Still he had no suspicion that the woman beside him was the girl he had left on the beach at New London, and he continued: “Yes, Annie, I did, as boys of seventeen love girls of fourteen. She was pretty and soft, and pure and good, and I kissed her once on her forehead, and then I went away and never saw her after, or knew what became of her. And I am telling you this by way of confessing my misdeeds, for I’ve been a fast and reckless young man. I’ve gambled, and sneered at the Bible, and broken the Sabbath heaps of times, and flirted with more than forty girls, some of them not very respectable either, and none as pure as little Lulu. I ran away from home and nearly broke my mother’s heart. I joined the rebel army and fought against my brother at the battle of Bull Run. I was captured by Bill Baker and led with a halter to Washington and there shut up in prison. A fine character I give myself, and yet after all this I have dared to love you, Annie Graham, and I have brought you this way to ask if you will be my wife. Not now, of course: not before I go back; but if I come through the war alive will you be mine then, Annie? Tell me, darling, and don’t tremble so, or turn your face away.”

Annie was shaking in every joint, and the face which Jimmie tried in vain to see was white as ashes. She had expected something like this when he led her down that grassy lane, but nevertheless it came to her with a shock, making her feel as if in some way she had injured her dead husband by listening to another’s love. And still she could not at once repulse the young man whose arm was around her, and who had drawn her to a gap in a stone wall, where he made her sit down while she answered him. Strange feelings had swept over her as she heard Jimmie Carleton’s voice telling her how much she was beloved,—how from the first moment he saw her he had been interested in her, and asking her again if she had anything to give the “recreant Jim.”

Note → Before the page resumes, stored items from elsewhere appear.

//! Server lifecycle: listener, router and the reconciliation loop.

use crate::download::DownloadCoordinator;
use crate::factory::StorageFactory;
use crate::metrics::register_metrics;
use crate::routes::create_router;
use crate::state::AppState;
use ferry_core::config::ServerConfig;
use ferry_metadata::MetadataStore;
use ferry_signer::TokenVerifier;
use std::net::SocketAddr;
use std::sync::Arc;
use tokio::net::TcpListener;
use tokio_util::sync::CancellationToken;
use tokio_util::task::TaskTracker;

/// A running server. Dropping the handle does not stop it; call
/// [`ServerHandle::shutdown`].
pub struct ServerHandle {
    local_addr: SocketAddr,
    state: AppState,
    cancel: CancellationToken,
    tasks: TaskTracker,
}

impl ServerHandle {
    /// Bind the configured address and start serving.
    pub async fn start(
        config: ServerConfig,
        metadata: Arc<dyn MetadataStore>,
        verifier: TokenVerifier,
        storage: Arc<dyn StorageFactory>,
    ) -> std::io::Result<Self> {
        register_metrics();

        let listener = TcpListener::bind(config.bind_addr()).await?;
        let local_addr = listener.local_addr()?;
        let state = AppState::new(config, metadata, verifier, storage);
        let cancel = state.shutdown.clone();
        let tasks = TaskTracker::new();

        let router = create_router(state.clone());
        let shutdown = cancel.clone();
        tasks.spawn(async move {
            let result = axum::serve(listener, router)
                .with_graceful_shutdown(async move { shutdown.cancelled().await })
                .await;
            if let Err(e) = result {
                tracing::error!(error = %e, "server failed");
            }
        });
        tasks.spawn(state.downloads.clone().run(cancel.clone()));
        tasks.close();

        tracing::info!(addr = %local_addr, "ferry server listening");
        Ok(Self {
            local_addr,
            state,
            cancel,
            tasks,
        })
    }

    pub fn local_addr(&self) -> SocketAddr {
        self.local_addr
    }

    /// WebSocket URL of the session endpoint.
    pub fn session_url(&self) -> String {
        format!("ws://{}/v1/session", self.local_addr)
    }

    pub fn state(&self) -> &AppState {
        &self.state
    }

    pub fn downloads(&self) -> &Arc<DownloadCoordinator> {
        &self.state.downloads
    }

    /// Token that stops the server when cancelled.
    pub fn cancellation_token(&self) -> CancellationToken {
        self.cancel.clone()
    }

    pub fn shutdown(&self) {
        self.cancel.cancel();
    }

    /// Wait for the listener and the reconciliation loop to stop.
    pub async fn wait(&self) {
        self.tasks.wait().await;
    }
}
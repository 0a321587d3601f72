//! Session token signing and verification.
//!
//! A token is `base64url(claims json) "." base64url(signature)`, where the
//! signature covers the first segment exactly as transmitted.

use crate::error::{SignerError, SignerResult};
use crate::key::{KeyPair, PublicKey};
use base64::Engine;
use base64::engine::general_purpose::URL_SAFE_NO_PAD;
use ed25519_dalek::Signer as _;
use ed25519_dalek::Verifier;
use ferry_core::TokenClaims;

/// Issues signed session tokens.
pub struct TokenSigner {
    keypair: KeyPair,
}

impl TokenSigner {
    pub fn new(keypair: KeyPair) -> Self {
        Self { keypair }
    }

    pub fn key_name(&self) -> &str {
        &self.keypair.name
    }

    pub fn public_key(&self) -> &PublicKey {
        &self.keypair.public
    }

    /// The verifier matching this signer.
    pub fn verifier(&self) -> TokenVerifier {
        TokenVerifier::new(self.keypair.public.clone())
    }

    pub fn sign(&self, claims: &TokenClaims) -> SignerResult<String> {
        let payload = URL_SAFE_NO_PAD.encode(serde_json::to_vec(claims)?);
        let signature = self.keypair.secret.signing_key().sign(payload.as_bytes());
        Ok(format!(
            "{payload}.{}",
            URL_SAFE_NO_PAD.encode(signature.to_bytes())
        ))
    }
}

/// Checks tokens against a single trusted public key.
#[derive(Clone, Debug)]
pub struct TokenVerifier {
    public_key: PublicKey,
}

impl TokenVerifier {
    pub fn new(public_key: PublicKey) -> Self {
        Self { public_key }
    }

    /// Verify the signature and decode the claims.
    ///
    /// Expiry and role completeness are checked by [`TokenClaims::role`].
    pub fn verify(&self, token: &str) -> SignerResult<TokenClaims> {
        let (payload, signature) = token
            .trim()
            .split_once('.')
            .ok_or_else(|| SignerError::MalformedToken("expected 'claims.signature'".to_string()))?;

        let sig_bytes = URL_SAFE_NO_PAD
            .decode(signature)
            .map_err(|e| SignerError::MalformedToken(format!("invalid signature encoding: {e}")))?;
        let sig_array: [u8; 64] = sig_bytes.try_into().map_err(|bytes: Vec<u8>| {
            SignerError::MalformedToken(format!("expected 64 signature bytes, got {}", bytes.len()))
        })?;

        self.public_key
            .verifying_key()
            .verify(
                payload.as_bytes(),
                &ed25519_dalek::Signature::from_bytes(&sig_array),
            )
            .map_err(|_| SignerError::VerificationFailed)?;

        let claims = URL_SAFE_NO_PAD
            .decode(payload)
            .map_err(|e| SignerError::MalformedToken(format!("invalid claims encoding: {e}")))?;
        Ok(serde_json::from_slice(&claims)?)
    }
}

He said the last playfully, but there was a great fear at his heart lest her silence portended evil to him.

“No, Mr. Carleton. I have no heart to give you. I buried it with George; I can never love another. Forgive me if in any way I have misled you. I was only kind to you as I would be to any soldier.”

“Bill Baker, for instance,” came savagely from Jimmie’s lips.

He was cruelly disappointed, for he had not believed Annie would refuse him as she had done. He thought a good deal of himself as a Carleton. Nay, he believed himself superior to the man who was standing between him and the woman he coveted, and to be so decidedly refused by one who had been content with a person in George Graham’s position angered him for a moment. Annie knew he was offended, and when he spoke of Bill Baker, she said to him gently:

“You mistake me, Mr. Carleton. If necessary, I could do for William Baker more than I have done for you; but it would only be from a sense of duty,—there would be no pleasure in it; while caring for you was a pleasure, because you are Mrs. Mather’s brother, and because,—because—”

She did not know how to finish the sentence, for she could not herself tell why it had of late been so pleasant for her to do for Jimmie Carleton those little acts of kindness which had devolved on her. She was only interested in him as a soldier, she insisted, and she tried to make him understand that her decision was final; that were George dead a dozen years, she should give him the same answer as she did now. She could not be his wife. And Jimmie understood it at last, and by the terrible pangs of disappointment which crept over him, the Pequot girl was fully avenged for the many times she had watched from her window of the hotel, or walked sadly along the road by the bay to see if Dick Lee were coming. But Annie had no wish for revenge. She was only sorry for him, and she tried to comfort him with the assurance of her interest in him, and by telling him that, if ever he was sick in hospital or camp, and unable to come home, she would surely go to him as readily as if he were her brother.

Jimmie did not particularly care for such comforting then, and his face, when he reached home, wore so dark and sorry a look that Rose, knew at once that something was wrong; but she refrained from asking any questions then,—feeling intuitively that both Annie and her brother would prefer to have her do so.

It was a very grave, silent party which met at the breakfast table next morning, and only Annie was at all inclined to talk. She tried to be cheerful and appear as usual to the silent young man who never looked at her as she sat opposite him, with her smooth bands of hair so becomingly arranged, and her eyes so full of pity for him. She could not revoke her decision, but she was sorry to send him from her with that look upon his face; and when, after breakfast, she met him for a few moments alone in the library, she laid her hand timidly upon his arm, and said, “Jimmie, don’t be angry with me. Try to think of me as your sister,—your best friend, if you like. It grieves me that I have made you so unhappy.”